### Input for this task:
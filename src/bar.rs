//! OHLC bar model, wire timestamp handling and timeframe resampling.

use chrono::{DateTime, NaiveDate, NaiveDateTime, Utc};
use serde::{Deserialize, Serialize};
use std::fmt;
use std::str::FromStr;

/// A single OHLC candle.
///
/// On the wire the timestamp is accepted under either `time` or `timestamp`
/// and is always written back as `time` in RFC 3339 form.
#[derive(Debug, Clone, Copy, PartialEq, Serialize, Deserialize)]
pub struct Bar {
    /// Bar open time
    #[serde(alias = "timestamp", with = "iso_time")]
    pub time: DateTime<Utc>,
    /// Opening price
    pub open: f64,
    /// Highest price
    pub high: f64,
    /// Lowest price
    pub low: f64,
    /// Closing price
    pub close: f64,
}

impl Bar {
    /// Creates a new Bar. No validation is performed; see [`Bar::validate`].
    pub fn new(time: DateTime<Utc>, open: f64, high: f64, low: f64, close: f64) -> Self {
        Bar {
            time,
            open,
            high,
            low,
            close,
        }
    }

    /// Checks that all prices are finite and that
    /// `low <= min(open, close) <= max(open, close) <= high`.
    pub fn validate(&self) -> Result<(), BarError> {
        let prices = [self.open, self.high, self.low, self.close];
        if prices.iter().any(|p| !p.is_finite()) {
            return Err(BarError::NonFinitePrice(self.time));
        }

        let body_low = self.open.min(self.close);
        let body_high = self.open.max(self.close);
        if self.low > body_low || body_high > self.high {
            return Err(BarError::InconsistentRange(self.time));
        }

        Ok(())
    }
}

/// Errors raised while validating or parsing bar data.
#[derive(Debug, Clone, PartialEq)]
pub enum BarError {
    /// One of the prices is NaN or infinite
    NonFinitePrice(DateTime<Utc>),
    /// High/low do not bracket open and close
    InconsistentRange(DateTime<Utc>),
    /// Timestamp string could not be parsed
    InvalidTimestamp(String),
    /// Unknown timeframe identifier
    UnknownTimeframe(String),
}

impl fmt::Display for BarError {
    fn fmt(&self, f: &mut fmt::Formatter<'_>) -> fmt::Result {
        match self {
            BarError::NonFinitePrice(time) => {
                write!(f, "Bar at {} has a non-finite price", time.to_rfc3339())
            }
            BarError::InconsistentRange(time) => write!(
                f,
                "Bar at {} violates low <= open/close <= high",
                time.to_rfc3339()
            ),
            BarError::InvalidTimestamp(raw) => write!(f, "Invalid timestamp: {}", raw),
            BarError::UnknownTimeframe(raw) => write!(
                f,
                "Timeframe '{}' not supported. Available: {}",
                raw,
                Timeframe::all()
                    .iter()
                    .map(|tf| tf.as_str())
                    .collect::<Vec<_>>()
                    .join(", ")
            ),
        }
    }
}

impl std::error::Error for BarError {}

/// Parses an ISO-8601 timestamp into UTC.
///
/// Accepts RFC 3339 (`2024-01-02T10:00:00Z`, `+00:00` offsets), the
/// space-separated form with an offset, naive date-times (interpreted as UTC)
/// and bare dates (midnight UTC).
pub fn parse_timestamp(raw: &str) -> Result<DateTime<Utc>, BarError> {
    let raw = raw.trim();

    if let Ok(dt) = DateTime::parse_from_rfc3339(raw) {
        return Ok(dt.with_timezone(&Utc));
    }
    if let Ok(dt) = DateTime::parse_from_str(raw, "%Y-%m-%d %H:%M:%S%.f%:z") {
        return Ok(dt.with_timezone(&Utc));
    }

    for format in ["%Y-%m-%dT%H:%M:%S%.f", "%Y-%m-%d %H:%M:%S%.f", "%Y-%m-%dT%H:%M"] {
        if let Ok(naive) = NaiveDateTime::parse_from_str(raw, format) {
            return Ok(naive.and_utc());
        }
    }

    if let Ok(date) = NaiveDate::parse_from_str(raw, "%Y-%m-%d") {
        if let Some(naive) = date.and_hms_opt(0, 0, 0) {
            return Ok(naive.and_utc());
        }
    }

    Err(BarError::InvalidTimestamp(raw.to_string()))
}

/// Serde adapter writing RFC 3339 and reading anything [`parse_timestamp`] accepts.
pub mod iso_time {
    use super::parse_timestamp;
    use chrono::{DateTime, Utc};
    use serde::{Deserialize, Deserializer, Serializer};

    pub fn serialize<S>(time: &DateTime<Utc>, serializer: S) -> Result<S::Ok, S::Error>
    where
        S: Serializer,
    {
        serializer.serialize_str(&time.to_rfc3339())
    }

    pub fn deserialize<'de, D>(deserializer: D) -> Result<DateTime<Utc>, D::Error>
    where
        D: Deserializer<'de>,
    {
        let raw = String::deserialize(deserializer)?;
        parse_timestamp(&raw).map_err(serde::de::Error::custom)
    }
}

/// Supported bar intervals. Source data is stored at one hour; larger
/// timeframes are produced by [`resample`].
#[derive(Debug, Clone, Copy, PartialEq, Eq, Hash, Default, Serialize, Deserialize)]
pub enum Timeframe {
    #[default]
    #[serde(rename = "1h")]
    OneHour,
    #[serde(rename = "2h")]
    TwoHours,
    #[serde(rename = "4h")]
    FourHours,
    #[serde(rename = "1d")]
    OneDay,
    #[serde(rename = "1w")]
    OneWeek,
    #[serde(rename = "1mo")]
    OneMonth,
}

impl Timeframe {
    /// All timeframes, smallest first.
    pub fn all() -> &'static [Timeframe] {
        &[
            Timeframe::OneHour,
            Timeframe::TwoHours,
            Timeframe::FourHours,
            Timeframe::OneDay,
            Timeframe::OneWeek,
            Timeframe::OneMonth,
        ]
    }

    /// Wire identifier (`"1h"`, `"1d"`, ...).
    pub fn as_str(&self) -> &'static str {
        match self {
            Timeframe::OneHour => "1h",
            Timeframe::TwoHours => "2h",
            Timeframe::FourHours => "4h",
            Timeframe::OneDay => "1d",
            Timeframe::OneWeek => "1w",
            Timeframe::OneMonth => "1mo",
        }
    }

    /// Human readable label.
    pub fn label(&self) -> &'static str {
        match self {
            Timeframe::OneHour => "1 Hour",
            Timeframe::TwoHours => "2 Hours",
            Timeframe::FourHours => "4 Hours",
            Timeframe::OneDay => "1 Day",
            Timeframe::OneWeek => "1 Week",
            Timeframe::OneMonth => "1 Month",
        }
    }

    /// Number of base (one hour) bars per bar of this timeframe.
    pub fn hours(&self) -> i64 {
        match self {
            Timeframe::OneHour => 1,
            Timeframe::TwoHours => 2,
            Timeframe::FourHours => 4,
            Timeframe::OneDay => 24,
            Timeframe::OneWeek => 168,
            Timeframe::OneMonth => 720,
        }
    }

    /// Bucket length in seconds.
    pub fn seconds(&self) -> i64 {
        self.hours() * 3600
    }
}

impl fmt::Display for Timeframe {
    fn fmt(&self, f: &mut fmt::Formatter<'_>) -> fmt::Result {
        write!(f, "{}", self.as_str())
    }
}

impl FromStr for Timeframe {
    type Err = BarError;

    fn from_str(s: &str) -> Result<Self, Self::Err> {
        let lowered = s.trim().to_lowercase();
        Timeframe::all()
            .iter()
            .copied()
            .find(|tf| tf.as_str() == lowered)
            .ok_or_else(|| BarError::UnknownTimeframe(s.to_string()))
    }
}

/// Aggregates time-ordered one hour bars into `timeframe` buckets.
///
/// Buckets start at midnight UTC of the first bar's day and are
/// `timeframe` long. Each output bar takes the first open, the highest high,
/// the lowest low and the last close of its bucket, and is stamped with the
/// bucket start. Empty buckets produce no bar.
pub fn resample(bars: &[Bar], timeframe: Timeframe) -> Vec<Bar> {
    if timeframe == Timeframe::OneHour {
        return bars.to_vec();
    }
    let Some(first) = bars.first() else {
        return Vec::new();
    };

    let bucket_secs = timeframe.seconds();
    let origin = first.time.timestamp().div_euclid(86_400) * 86_400;
    let mut out: Vec<Bar> = Vec::new();
    let mut current_bucket: Option<i64> = None;

    for bar in bars {
        let offset = bar.time.timestamp() - origin;
        let bucket = origin + offset.div_euclid(bucket_secs) * bucket_secs;

        match (current_bucket, out.last_mut()) {
            (Some(current), Some(last)) if current == bucket => {
                last.high = last.high.max(bar.high);
                last.low = last.low.min(bar.low);
                last.close = bar.close;
            }
            _ => {
                let Some(start) = DateTime::from_timestamp(bucket, 0) else {
                    log::warn!("Skipping bar with out-of-range bucket {}", bucket);
                    continue;
                };
                out.push(Bar::new(start, bar.open, bar.high, bar.low, bar.close));
                current_bucket = Some(bucket);
            }
        }
    }

    out
}

#[cfg(test)]
mod tests {
    use super::*;
    use chrono::TimeZone;

    fn hourly(hour: u32, open: f64, high: f64, low: f64, close: f64) -> Bar {
        Bar::new(
            Utc.with_ymd_and_hms(2024, 1, 2, hour, 0, 0).unwrap(),
            open,
            high,
            low,
            close,
        )
    }

    #[test]
    fn test_validate_accepts_consistent_bar() {
        let bar = hourly(0, 100.0, 105.0, 98.0, 102.0);
        assert!(bar.validate().is_ok());
    }

    #[test]
    fn test_validate_rejects_high_below_close() {
        let bar = hourly(0, 100.0, 101.0, 98.0, 102.0);
        assert!(matches!(
            bar.validate(),
            Err(BarError::InconsistentRange(_))
        ));
    }

    #[test]
    fn test_validate_rejects_nan() {
        let bar = hourly(0, f64::NAN, 101.0, 98.0, 100.0);
        assert!(matches!(bar.validate(), Err(BarError::NonFinitePrice(_))));
    }

    #[test]
    fn test_parse_timestamp_variants() {
        let expected = Utc.with_ymd_and_hms(2024, 3, 1, 14, 0, 0).unwrap();
        assert_eq!(parse_timestamp("2024-03-01T14:00:00Z").unwrap(), expected);
        assert_eq!(parse_timestamp("2024-03-01T14:00:00+00:00").unwrap(), expected);
        assert_eq!(parse_timestamp("2024-03-01 14:00:00+00:00").unwrap(), expected);
        assert_eq!(parse_timestamp("2024-03-01T14:00:00").unwrap(), expected);
        assert_eq!(parse_timestamp("2024-03-01 14:00:00").unwrap(), expected);
        assert_eq!(
            parse_timestamp("2024-03-01").unwrap(),
            Utc.with_ymd_and_hms(2024, 3, 1, 0, 0, 0).unwrap()
        );
        assert!(parse_timestamp("yesterday").is_err());
    }

    #[test]
    fn test_bar_deserializes_time_or_timestamp() {
        let with_time: Bar = serde_json::from_str(
            r#"{"time":"2024-01-02T10:00:00","open":1.0,"high":2.0,"low":0.5,"close":1.5}"#,
        )
        .unwrap();
        let with_timestamp: Bar = serde_json::from_str(
            r#"{"timestamp":"2024-01-02T10:00:00+00:00","open":1.0,"high":2.0,"low":0.5,"close":1.5}"#,
        )
        .unwrap();
        assert_eq!(with_time, with_timestamp);

        let json = serde_json::to_value(with_time).unwrap();
        assert_eq!(json["time"], "2024-01-02T10:00:00+00:00");
    }

    #[test]
    fn test_timeframe_parse_and_display() {
        assert_eq!("4h".parse::<Timeframe>().unwrap(), Timeframe::FourHours);
        assert_eq!("1D".parse::<Timeframe>().unwrap(), Timeframe::OneDay);
        assert_eq!(Timeframe::OneMonth.to_string(), "1mo");
        assert!("3h".parse::<Timeframe>().is_err());
    }

    #[test]
    fn test_resample_four_hours() {
        let bars = vec![
            hourly(0, 10.0, 12.0, 9.0, 11.0),
            hourly(1, 11.0, 15.0, 10.0, 14.0),
            hourly(2, 14.0, 14.5, 8.0, 9.0),
            hourly(3, 9.0, 10.0, 8.5, 9.5),
            hourly(4, 9.5, 11.0, 9.0, 10.5),
        ];

        let resampled = resample(&bars, Timeframe::FourHours);
        assert_eq!(resampled.len(), 2);

        let first = resampled[0];
        assert_eq!(first.time, Utc.with_ymd_and_hms(2024, 1, 2, 0, 0, 0).unwrap());
        assert_eq!(first.open, 10.0);
        assert_eq!(first.high, 15.0);
        assert_eq!(first.low, 8.0);
        assert_eq!(first.close, 9.5);

        assert_eq!(resampled[1].time, Utc.with_ymd_and_hms(2024, 1, 2, 4, 0, 0).unwrap());
        assert_eq!(resampled[1].close, 10.5);
    }

    #[test]
    fn test_resample_weeks_start_on_first_day() {
        // 2024-01-03 is a Wednesday
        let start = Utc.with_ymd_and_hms(2024, 1, 3, 5, 0, 0).unwrap();
        let bars: Vec<Bar> = (0..(8 * 24))
            .map(|h| {
                let close = 100.0 + h as f64;
                Bar::new(
                    start + chrono::Duration::hours(h),
                    close,
                    close + 1.0,
                    close - 1.0,
                    close,
                )
            })
            .collect();

        let weekly = resample(&bars, Timeframe::OneWeek);
        assert_eq!(weekly.len(), 2);
        assert_eq!(weekly[0].time, Utc.with_ymd_and_hms(2024, 1, 3, 0, 0, 0).unwrap());
        assert_eq!(weekly[1].time, Utc.with_ymd_and_hms(2024, 1, 10, 0, 0, 0).unwrap());
        assert_eq!(weekly[0].open, 100.0);
        // 7 * 24 - 5 hours land in the first week
        assert_eq!(weekly[1].open, 100.0 + 163.0);

        let monthly = resample(&bars, Timeframe::OneMonth);
        assert_eq!(monthly.len(), 1);
        assert_eq!(monthly[0].time, weekly[0].time);
    }

    #[test]
    fn test_resample_one_hour_is_identity() {
        let bars = vec![hourly(0, 1.0, 2.0, 0.5, 1.5), hourly(1, 1.5, 2.5, 1.0, 2.0)];
        assert_eq!(resample(&bars, Timeframe::OneHour), bars);
    }
}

### Task details:
In the data above, count the lines where the word "Debug" appears; reply with the number only.

### Answer to this exercise:
3